The Daily WTF: Curious Perversions in Information Technology

Mr. TA · 2024-06-12 Reply Admin

Should have been return "FileNotFound";

Seriously though, LastIndexOf is probably sad right now because it's been forgotten :((

2024-06-12 Reply Admin

Wouldn't this just always return 'Error'? The While loop will only break out when intDotIndex is -1, and the If that follows will push it down the Error path.

2024-06-12 Reply Admin

You mix intDotCount with intDotIndex.

Steve_The_Cynic · 2024-06-12 Reply Admin

Wouldn't this just always return 'Error'?

Danm. You beat me to it.

But even if that is corrected, the final step won't do what's wanted - imagine if the filename was somelongfilename.jpg. intDotIndex will be 16, and the final step will create a substring of three characters starting at character 13 of jpg, which seems ... difficult.

2024-06-12 Reply Admin

strImageName.Substring(intDotIndex - 3, 3) : strImageName, the file name of the image, contains a user ID in the last 3 characters before the file extension.

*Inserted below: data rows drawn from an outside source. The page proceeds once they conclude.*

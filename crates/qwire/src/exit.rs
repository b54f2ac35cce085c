use std::fmt;
use std::io;

use qwire::frame::FrameError;

pub const SUCCESS: i32 = 0;
pub const FAILURE: i32 = 1;
pub const PERMISSION_DENIED: i32 = 50;
pub const NOT_FOUND: i32 = 51;
pub const DATA_INVALID: i32 = 60;
pub const USAGE: i32 = 64;
pub const TIMEOUT: i32 = 124;
pub const INTERNAL: i32 = 125;

pub type CliResult<T> = Result<T, CliError>;

#[derive(Debug)]
pub struct CliError {
    pub code: i32,
    pub message: String,
}

impl CliError {
    pub fn new(code: i32, message: impl Into<String>) -> Self {
        Self {
            code,
            message: message.into(),
        }
    }
}

impl fmt::Display for CliError {
    fn fmt(&self, f: &mut fmt::Formatter<'_>) -> fmt::Result {
        write!(f, "{}", self.message)
    }
}

impl std::error::Error for CliError {}

pub fn io_error(context: &str, err: io::Error) -> CliError {
    let code = match err.kind() {
        io::ErrorKind::PermissionDenied => PERMISSION_DENIED,
        io::ErrorKind::NotFound => NOT_FOUND,
        io::ErrorKind::TimedOut | io::ErrorKind::WouldBlock => TIMEOUT,
        io::ErrorKind::BrokenPipe => FAILURE,
        _ => INTERNAL,
    };
    CliError::new(code, format!("{context}: {err}"))
}

pub fn frame_error(context: &str, err: FrameError) -> CliError {
    match err {
        FrameError::Io(source) => io_error(context, source),
        FrameError::ShortWrite { .. } => CliError::new(FAILURE, format!("{context}: {err}")),
        FrameError::ShortRead { .. }
        | FrameError::InvalidFrame { .. }
        | FrameError::FrameTooLarge { .. }
        | FrameError::UnknownMessageType(_)
        | FrameError::UnregisteredMessage
        | FrameError::Decode(_)
        | FrameError::Encode(_) => CliError::new(DATA_INVALID, format!("{context}: {err}")),
    }
}

#[cfg(test)]
mod tests {
    use super::*;
    use qwire::frame::MessageType;

    #[test]
    fn frame_errors_map_to_data_invalid() {
        let err = frame_error("decode failed", FrameError::InvalidFrame { size: 2 });
        assert_eq!(err.code, DATA_INVALID);
        assert!(err.message.starts_with("decode failed: invalid frame"));

        let err = frame_error(
            "decode failed",
            FrameError::UnknownMessageType(MessageType(106)),
        );
        assert_eq!(err.code, DATA_INVALID);
    }

    #[test]
    fn io_errors_map_by_kind() {
        let err = frame_error(
            "read failed",
            FrameError::Io(io::Error::from(io::ErrorKind::PermissionDenied)),
        );
        assert_eq!(err.code, PERMISSION_DENIED);

        let err = io_error("open", io::Error::from(io::ErrorKind::NotFound));
        assert_eq!(err.code, NOT_FOUND);
    }
}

Steve_The_Cynic · 2024-06-12 Reply Admin

I'd just like to point out, as I have done before here on this site, that TRWTF is programmers.

2024-06-12 Reply Admin

Actually the opposite. It can never return error. The index defaults to 0. It only ever gets updated to the same as count if the count is not -1. Not sure why they needed two variables for it, or why they have two ways of not being -1( !(var == -1) and var != -1 ), but it does mostly do something vaguely resembling correct behaviour.

2024-06-12 Reply Admin

I don't think this is getting the extension. I think the name and comment are right: it's getting the last 3 chars of the non-extension part. So with a strImageName of "myuserid.jpg" this will find the position of the '.' and return the 3 chars before it: "rid".

Despite the loop to handle multiple dots it does not actually do so: "my.file.png" sets intDotIndex from "file.png" and then indexes the full string, getting "y.f".

Contrary to Darren, who I think has (as I did at first) confused intDotIndex with intDotCount, the "Error" case will never be hit. I think it was meant to handle strings with no dot, but those leave intDotIndex at 0, not -1. I do not know what string.Substring does when passed. (-3, 3) because I'm not a C# guy. Speaking of, the intLength calculation has to be redundant, right? Surely there is a way to tell Substring "from x position to the end."

2024-06-12 Reply Admin

Given a filename of "67a86c53d05643be989ada8bfabc37e9.jpg" (assuming "user id" + extension as image file name), this will return "7e9" - while is the last three chars of the ID instead of the extension

adamantoise · 2024-06-12 Reply Admin

Per the documentation, string.Substring() throws an ArgumentOutOfRangeException if the startIndex parameter is negative. It's not like Python or Ruby where a negative index means to index in from the end of the string.

This code also has a Schlemiel the Painter algorithm in it: if the string contains N dots in it, will take O(N^2) time to perform all of the splits & substring operations.

Medinoc · 2024-06-12 Reply Admin

The lack of LastIndexOf use is the second-most WTF part of this code; what they use instead of it is the most WTF.

2024-06-12 Reply Admin

It really is an odd function.

Here are some results of the function.

filename.ext: ame extended.filename.ext: ded silly.file.name.ext: ill silly.very.long.extended.file.name.longerext: ill silly.very.long.extended.file.1.longerext: Exception: Invalid startIndex (-2) silly.very.long.extended.file.12.longerext: Exception: Invalid startIndex (-1) silly.very.long.extended.file.123.longerext: sil silly.very.long.extended.file.1234.longerext: ill silly.very.long.extended.file.12345.longerext: lly silly.very.long.extended.file.123456.longerext: ly.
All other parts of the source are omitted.